Mi imaginación vuela como una paloma recién liberada cuando pienso en ese Madrid nocturno, en ese Madrid del café y la media tostada y de la Cofradía de la Pirueta, que Carrere lleva de la realidad a la novela como nadie, y eso es porque él mismo formó parte de ese ambiente decadente:

"El café de la Lucerna era el último café pintoresco. Por la tarde era lugar de cita de enamorados. En los rincones en penumbra se oían las palabras más románticas y más ardientes. Unos gatos negros se paseaban, solemnes, con su ritmo elástico. Haremos notar la abundancia de gatos en estos establecimientos, donde los sábados se sirven paellas a la valenciana. Se renuevan, se multiplican y en seguida desaparecen. Es un bonito experimento de ilusionismo y prestidigitación a cargo del cocinero de la casa.

Por las noches aquel café ofrecía todo su interés. Huían los enamorados, y los felinos se preparaban para morir dignamente. Acaso pertenecían a la sociendad del "bel morire" que fundó Ernesto Bark. Era la hora de los magos, de los alquimistas y de los astrólogos. Los músicos interpretaban a los grandes maestros. Chambergos, pipas, melenas. Rostros pálidos, perfiles pintorescos, indumentos atrabiliarios, se copiaban en los viejos espejos. Eran los poetas, los músicos, los pintores. Algunos tenían un nombre ilustre. Noel se enmarañaba sus melenas leonadas; el músico Tellería voltijeaba como un pájaro aturdido. El guitarrista Segovia, con su capa de estudiante alemán y sus enormes espejuelos, escuchaba místicamente la "Pastoral".

La escena es clásica. Carrere llega al café Varela a partir de las once de la noche y se dirige hacia su rincón favorito del local, en ocasiones acompañado de alguna bella moza que ha cazado en sus correrías de vampiro. Se sienta, pidé un café con leche, enciende su pipa y, al poco, una turba de admiradores le rodea y se comienza una tertulia de café sobre literatura y leyendas varias. La tertulia continuará después en las callejas del viejo Madrid, hasta el amanecer. A veces pienso que me gustaría tener imaginación y talento para permitirme llevar una vida así.

Pero después pienso que ese Madrid bohemio retratado por Carrere ha desaparecido hace muchísimo tiempo, y que sólo queda un sucedáneo que, a falta de otra cosa, habrá que dar por bueno.
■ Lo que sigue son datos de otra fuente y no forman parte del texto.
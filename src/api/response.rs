use serde::Serialize;
use axum::Json;
use axum::http::StatusCode;
use chrono::Utc;

/// Envelope every endpoint responds with.
#[derive(Serialize)]
pub struct ApiResponse<T> {
    pub data: Option<T>,
    pub meta: ResponseMeta,
}

#[derive(Serialize)]
pub struct ResponseMeta {
    pub status: &'static str,
    pub status_code: u16,
    pub timestamp: String,
    #[serde(skip_serializing_if = "Option::is_none")]
    pub message: Option<String>,
}

impl ResponseMeta {
    fn new(status: StatusCode, message: Option<String>) -> Self {
        Self {
            status: if status.is_success() { "success" } else { "error" },
            status_code: status.as_u16(),
            timestamp: Utc::now().to_rfc3339(),
            message,
        }
    }
}

pub fn success<T: Serialize>(data: T) -> (StatusCode, Json<ApiResponse<T>>) {
    (
        StatusCode::OK,
        Json(ApiResponse {
            data: Some(data),
            meta: ResponseMeta::new(StatusCode::OK, None),
        }),
    )
}

pub fn error<T: Serialize>(status: StatusCode, message: String) -> (StatusCode, Json<ApiResponse<T>>) {
    (
        status,
        Json(ApiResponse {
            data: None,
            meta: ResponseMeta::new(status, Some(message)),
        }),
    )
}
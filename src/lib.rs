pub mod api;
pub mod captcha;
pub mod config;
pub mod error;
pub mod gateway;
pub mod llm;
pub mod models;
pub mod schema;
pub mod tokens;
pub mod usage;

use std::sync::Arc;
use config::Config;
use captcha::CaptchaVerifier;
use gateway::GenerationGateway;

/// Application state that will be shared across handlers
#[derive(Clone)]
pub struct AppState {
    pub config: Arc<Config>,
    pub captcha: Arc<dyn CaptchaVerifier>,
    pub gateway: Arc<GenerationGateway>,
}
pub mod models;
pub mod response;
pub mod routes;
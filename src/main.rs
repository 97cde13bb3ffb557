use std::net::SocketAddr;
use std::sync::Arc;
use tokio::net::TcpListener;
use tracing_subscriber::{layer::SubscriberExt, util::SubscriberInitExt, EnvFilter};
use smartnotes::{
    api::routes::create_router,
    captcha::{Turnstile, TurnstileConfig},
    config::Config,
    gateway::GenerationGateway,
    llm::OpenAiClient,
    tokens::Cl100kEstimator,
    AppState,
};

#[tokio::main]
async fn main() -> Result<(), Box<dyn std::error::Error>> {
    tracing_subscriber::registry()
        .with(EnvFilter::try_from_default_env().unwrap_or_else(|_| EnvFilter::new("info")))
        .with(tracing_subscriber::fmt::layer())
        .init();

    let config = Config::load()?;
    let server_addr = config.server_addr;

    let mut turnstile_config = TurnstileConfig::new(config.turnstile_secret.clone());
    turnstile_config.expected_hostname = config.turnstile_hostname.clone();
    let captcha = Turnstile::new(turnstile_config)?;

    let generator = OpenAiClient::new(config.api_key.clone(), config.openai_base_url.clone())?;
    let estimator = Cl100kEstimator::new();
    estimator.preload()?;

    let gateway = GenerationGateway::new(
        Arc::new(generator),
        Arc::new(estimator),
        config.rate_limit_interval,
        config.token_limit,
    );

    tracing::info!(
        token_limit = config.token_limit,
        window = ?config.rate_limit_interval,
        "Token budget configured"
    );

    let app_state = AppState {
        config: Arc::new(config),
        captcha: Arc::new(captcha),
        gateway: Arc::new(gateway),
    };

    let app = create_router(app_state);
    let listener = TcpListener::bind(server_addr).await?;

    tracing::info!(%server_addr, "Listening");
    axum::serve(listener, app.into_make_service_with_connect_info::<SocketAddr>()).await?;

    Ok(())
}
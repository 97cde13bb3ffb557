use std::time::Duration;

use async_trait::async_trait;
use reqwest::Client;
use serde::Serialize;

use crate::schema::SchemaConstraint;

pub const DEFAULT_BASE_URL: &str = "https://api.openai.com/v1";
pub const MODEL: &str = "gpt-4o-mini";

#[derive(Debug, thiserror::Error)]
pub enum ProviderError {
    #[error("transport error: {0}")]
    Transport(String),

    #[error("provider returned {status}: {body}")]
    Status { status: u16, body: String },

    #[error("invalid provider response: {0}")]
    InvalidResponse(String),
}

impl From<reqwest::Error> for ProviderError {
    fn from(err: reqwest::Error) -> Self {
        ProviderError::Transport(err.to_string())
    }
}

/// Everything a text generator needs for one structured-output call.
#[derive(Debug, Clone)]
pub struct ProviderRequest<'a> {
    pub model: &'a str,
    pub system_instruction: &'a str,
    pub user_instruction: &'a str,
    pub schema: &'a SchemaConstraint,
}

/// An external capability that returns a single textual payload conforming
/// to the request's schema.
#[async_trait]
pub trait TextGenerator: Send + Sync {
    async fn generate(&self, request: &ProviderRequest<'_>) -> Result<String, ProviderError>;
}

#[derive(Serialize)]
struct Message<'a> {
    role: &'static str,
    content: &'a str,
}

#[derive(Serialize)]
struct JsonSchemaFormat<'a> {
    #[serde(rename = "type")]
    kind: &'static str,
    json_schema: &'a SchemaConstraint,
}

#[derive(Serialize)]
struct ChatRequest<'a> {
    model: &'a str,
    messages: Vec<Message<'a>>,
    response_format: JsonSchemaFormat<'a>,
}

impl<'a> ChatRequest<'a> {
    fn from_provider_request(request: &ProviderRequest<'a>) -> Self {
        ChatRequest {
            model: request.model,
            messages: vec![
                Message {
                    role: "system",
                    content: request.system_instruction,
                },
                Message {
                    role: "user",
                    content: request.user_instruction,
                },
            ],
            response_format: JsonSchemaFormat {
                kind: "json_schema",
                json_schema: request.schema,
            },
        }
    }
}

/// Chat-completions client for OpenAI-compatible endpoints.
pub struct OpenAiClient {
    client: Client,
    api_key: String,
    base_url: String,
}

impl OpenAiClient {
    pub fn new(api_key: impl Into<String>, base_url: impl Into<String>) -> Result<Self, ProviderError> {
        let client = Client::builder()
            .timeout(Duration::from_secs(120))
            .connect_timeout(Duration::from_secs(10))
            .build()?;

        Ok(Self {
            client,
            api_key: api_key.into(),
            base_url: base_url.into().trim_end_matches('/').to_string(),
        })
    }
}

#[async_trait]
impl TextGenerator for OpenAiClient {
    async fn generate(&self, request: &ProviderRequest<'_>) -> Result<String, ProviderError> {
        let body = ChatRequest::from_provider_request(request);

        tracing::debug!(
            model = request.model,
            instruction_len = request.user_instruction.len(),
            "Sending chat completion request"
        );

        let res = self
            .client
            .post(format!("{}/chat/completions", self.base_url))
            .bearer_auth(&self.api_key)
            .json(&body)
            .send()
            .await?;

        if !res.status().is_success() {
            let status = res.status().as_u16();
            let body = res.text().await.unwrap_or_default();
            return Err(ProviderError::Status { status, body });
        }

        let body = res.text().await?;
        extract_content(&body)
    }
}

fn extract_content(body: &str) -> Result<String, ProviderError> {
    let json: serde_json::Value = serde_json::from_str(body)
        .map_err(|e| ProviderError::InvalidResponse(format!("{}; raw body: {}", e, body)))?;
    let message = &json["choices"][0]["message"];

    if let Some(refusal) = message["refusal"].as_str() {
        return Err(ProviderError::InvalidResponse(format!("model refused: {}", refusal)));
    }

    message["content"]
        .as_str()
        .map(str::to_string)
        .ok_or_else(|| ProviderError::InvalidResponse(format!("missing message content; raw body: {}", body)))
}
Y me gusta imaginarme a mí mismo, en una noche cualquiera, en alguna burbujeante taberna del Madrid histórico, charlando animadamente con unos amigos cuando, de repente, unos ojos fugaces se posan en mí, y los míos en ella, durante unos segundos. Ya está. Para qué más. "No hay mejor recuerdo que de aquello que no se tuvo nunca".

En el Madrid actual sería difícil encontrar inspiración para crear personajes como don Uriarte de Pujana, el poeta del gabán color de ala de mosca, buscador infatigable de unos versos dedicados a su enamorada, una pobre muchacha enferma de tisis:

"A la mañana siguiente fueron a visitarle: que subiese sin perder tiempo. Llegó sollozando, con el alma estrangulada por el dolor. ¡Ya era tarde!... Le cerró los párpados y se estremeció hasta los huesos al sentir, bajo sus labios en fiebre, el frío lacerante de la carne muerta. Fue un beso de idealidad, todo perfume de alma: el primero y último beso, en el que el pobre lázaro del amor intensificó la emoción de toda una vida.

Cuando, después de mucho tiempo, alguien le preguntó si había, al fin, encontrado su poema, el intrépido poeta del gabán color de ala de mosca, solía replicar melancólicamente:

-Sí, lo hallé; mas no pienso versificarlo nunca. Un dolor verdadero no rima bien sino dentro del corazón."

Uno de mis rincones favoritos del centro es la plazuela del Alamillo (en la imagen que precede a esta entrada), en pleno Madrid de los Austrias, en lo que fue la antigua morería, ese estrecho dédalo de callejuelas y placitas donde es una delicia perderse. La gente no conoce estos románticos y acogedores lugares, trufados de pintorescos paisajes urbanos, sencillos y cálidos, y me parece casi un milagro que a apenas cinco minutos a pie uno se encuentre con la masificada Puerta del Sol y toda la hormigueante zona comercial de las calles adyacentes: Preciados, Montera, Carretas, Gran Vía. Para mí, es como un tesoro que me costó descubrir, y casi no hay día que no dé una vueltecita por las calles del Nuncio, de la Morería, del Almendro, de Angosta de los Mancebos, del Rollo, del Cordón o del Sacramento, y por las plazas de la Paja, de San Javier o de Puerta Cerrada.

Y cuando paso por la plazuela del Alamillo no puedo evitar recodar la escena de la deliciosa novela de misterio de Carrere La torre de los siete jorobados, en la que Basilio Beltrán, el protagonista, se cita con el misterioso señor Catafalco:

"Solemnemente dieron las nueve en la torre de la iglesia de San Andrés. La hora de la cita. Basilio miró en torno y lanzó un grito.

-¡Es extraordinario! Esta plaza es la de anoche...

A la luz del farol leyó un rótulo, Plaza del Alamillo, y sintió un latigazo de hielo en la espalda..."

No hay cosa más placentera para mí que evocar escenas literarias en los lugares donde ocurrieron. Cuando paso por uno de estos rincones me detengo, quedo en silencio (aunque normalmente voy solo) y miro en derredor como si de un lugar sagrado se tratase. A veces pienso que me gustaría compartir esos momentos con alguna chica de pelo negro y ojos de azabache, pero creo que nadie podría comprenderme. Las mujeres no quieren rarezas, quieren certezas.

Y me parece que yo soy un bicho raro. También lo fue Carrere, que llevó dentro del corazón a ese Madrid oscuro y lánguido, recorrido de cabo de rabo hasta su muerte. Aunque olvidado después y nada leído hoy en día, Carrere fue el escritor más popular de su tiempo, y no era raro que, al entrar en cualquier establecimiento de los que frecuentaba, o mientras paseaba distraídamente por la calle, alguna estentórea voz le gritase, espontánea: "¡Don Emilio!".